This brings us to another bit of general advice about sampling: don’t be afraid to be unconventional and creative in choosing units of analysis and target populations to study or in identifying particular samples to gather. You don’t have to stick with the obvious approach of interviewing or surveying a group of people who have opinions on your topic. Many of the sampling methods described in this chapter can be used to select cases for human-based and materials-based research alike.

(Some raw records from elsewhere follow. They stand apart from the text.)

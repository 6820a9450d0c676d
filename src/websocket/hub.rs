//! WebSocket Connection Hub
//!
//! Tracks every open dashboard page and which user, if any, it is logged in
//! as. Dashboard state itself lives with the connection; the hub only knows
//! how to reach a page.

use std::collections::HashMap;
use std::sync::Arc;
use thiserror::Error;
use tokio::sync::{mpsc, RwLock};
use uuid::Uuid;

use super::messages::ServerMessage;

/// Unique identifier for a WebSocket connection
pub type ConnectionId = String;

/// Registry of open dashboard pages
pub struct ConnectionHub {
    /// Active connections: ConnectionId → ConnectionHandle
    connections: Arc<RwLock<HashMap<ConnectionId, ConnectionHandle>>>,
    config: HubConfig,
}

/// Configuration for the connection hub
#[derive(Debug, Clone)]
pub struct HubConfig {
    /// Maximum number of concurrent connections
    pub max_connections: usize,
}

impl Default for HubConfig {
    fn default() -> Self {
        Self {
            max_connections: 1000,
        }
    }
}

/// Handle for sending messages to a specific connection
pub struct ConnectionHandle {
    /// Channel sender for this connection
    pub sender: mpsc::UnboundedSender<ServerMessage>,
    /// User the page is logged in as
    pub uid: Option<String>,
}

impl ConnectionHub {
    pub fn new(config: HubConfig) -> Self {
        Self {
            connections: Arc::new(RwLock::new(HashMap::new())),
            config,
        }
    }

    /// Register a new WebSocket connection
    ///
    /// Returns the connection ID on success, or an error if the connection
    /// limit has been reached.
    pub async fn register(
        &self,
        sender: mpsc::UnboundedSender<ServerMessage>,
    ) -> Result<ConnectionId, HubError> {
        let mut connections = self.connections.write().await;
        if connections.len() >= self.config.max_connections {
            return Err(HubError::TooManyConnections(self.config.max_connections));
        }

        let id = Uuid::new_v4().to_string();
        connections.insert(id.clone(), ConnectionHandle { sender, uid: None });

        tracing::info!(connection_id = %id, "WebSocket connected");
        Ok(id)
    }

    pub async fn unregister(&self, id: &str) {
        self.connections.write().await.remove(id);
        tracing::info!(connection_id = %id, "WebSocket disconnected");
    }

    /// Record the user a connection is logged in as (`None` on logout)
    pub async fn bind_user(&self, id: &str, uid: Option<String>) -> Result<(), HubError> {
        let mut connections = self.connections.write().await;
        let handle = connections.get_mut(id).ok_or(HubError::ConnectionNotFound)?;

        tracing::debug!(connection_id = %id, uid = ?uid, "Connection user changed");
        handle.uid = uid;
        Ok(())
    }

    /// Send a message directly to a specific connection
    pub async fn send_to(&self, id: &str, message: ServerMessage) -> Result<(), HubError> {
        let connections = self.connections.read().await;
        let handle = connections.get(id).ok_or(HubError::ConnectionNotFound)?;

        handle
            .sender
            .send(message)
            .map_err(|_| HubError::SendFailed)
    }

    /// Send a message to every page logged in as `uid`; returns how many got it
    pub async fn send_to_user(&self, uid: &str, message: ServerMessage) -> usize {
        let connections = self.connections.read().await;
        connections
            .values()
            .filter(|h| h.uid.as_deref() == Some(uid))
            .filter(|h| h.sender.send(message.clone()).is_ok())
            .count()
    }

    pub async fn connection_count(&self) -> usize {
        self.connections.read().await.len()
    }

    /// Number of pages logged in as `uid`
    pub async fn user_connection_count(&self, uid: &str) -> usize {
        self.connections
            .read()
            .await
            .values()
            .filter(|h| h.uid.as_deref() == Some(uid))
            .count()
    }
}

/// Errors that can occur in the connection hub
#[derive(Debug, Error)]
pub enum HubError {
    #[error("Too many connections (limit: {0})")]
    TooManyConnections(usize),

    #[error("Connection not found")]
    ConnectionNotFound,

    #[error("Failed to send message")]
    SendFailed,
}

#[cfg(test)]
mod tests {
    use super::*;

    #[test]
    fn test_default_config() {
        assert_eq!(HubConfig::default().max_connections, 1000);
    }

    #[tokio::test]
    async fn test_register_unregister() {
        let hub = ConnectionHub::new(HubConfig::default());
        let (tx, _rx) = mpsc::unbounded_channel();

        let id = hub.register(tx).await.unwrap();
        assert!(!id.is_empty());
        assert_eq!(hub.connection_count().await, 1);

        hub.unregister(&id).await;
        assert_eq!(hub.connection_count().await, 0);
    }

    #[tokio::test]
    async fn test_connection_limit() {
        let hub = ConnectionHub::new(HubConfig { max_connections: 2 });

        let (tx1, _) = mpsc::unbounded_channel();
        let (tx2, _) = mpsc::unbounded_channel();
        let (tx3, _) = mpsc::unbounded_channel();

        let id1 = hub.register(tx1).await.unwrap();
        let id2 = hub.register(tx2).await.unwrap();
        let result = hub.register(tx3).await;

        assert!(matches!(result, Err(HubError::TooManyConnections(2))));

        hub.unregister(&id1).await;
        hub.unregister(&id2).await;
    }

    #[tokio::test]
    async fn test_bind_user_and_send() {
        let hub = ConnectionHub::new(HubConfig::default());

        let (tx1, mut rx1) = mpsc::unbounded_channel();
        let (tx2, mut rx2) = mpsc::unbounded_channel();
        let id1 = hub.register(tx1).await.unwrap();
        let id2 = hub.register(tx2).await.unwrap();

        hub.bind_user(&id1, Some("u1".to_string())).await.unwrap();
        assert_eq!(hub.user_connection_count("u1").await, 1);

        let sent = hub.send_to_user("u1", ServerMessage::Pong).await;
        assert_eq!(sent, 1);
        assert_eq!(rx1.try_recv().unwrap(), ServerMessage::Pong);
        assert!(rx2.try_recv().is_err());

        hub.bind_user(&id1, None).await.unwrap();
        assert_eq!(hub.user_connection_count("u1").await, 0);

        hub.send_to(&id2, ServerMessage::Pong).await.unwrap();
        assert_eq!(rx2.try_recv().unwrap(), ServerMessage::Pong);
    }

    #[tokio::test]
    async fn test_unknown_connection() {
        let hub = ConnectionHub::new(HubConfig::default());
        assert!(matches!(
            hub.bind_user("missing", None).await,
            Err(HubError::ConnectionNotFound)
        ));
        assert!(matches!(
            hub.send_to("missing", ServerMessage::Pong).await,
            Err(HubError::ConnectionNotFound)
        ));
    }
}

Representativeness: Matching Populations and Samples
As we’ve discussed, social scientists draw samples from the populations they’re interested in studying. Sometimes, however, you may find that the population you are drawing your sample from isn’t the population you’re really interested in. For instance, many psychological studies are truly interested in how human beings think and act—not just how Americans think and act, or how college students think and act. Yet if you’ve taken any psychology classes, you’ve probably noticed that the lab experiments that are the foundation of empirical work in this field largely recruit college students as their subjects—hungry undergrads who sign up to take lab tests in exchange for, say, $10 or a free donut. One analysis found that more than two-thirds of participants in papers published by top academic journals in psychology were located in the United States, and two-thirds of studies using U.S. samples that appeared in one well-respected journal, the Journal of Personality and Social Psychology, obtained their data from undergraduates taking psychology courses (Arnett 2008).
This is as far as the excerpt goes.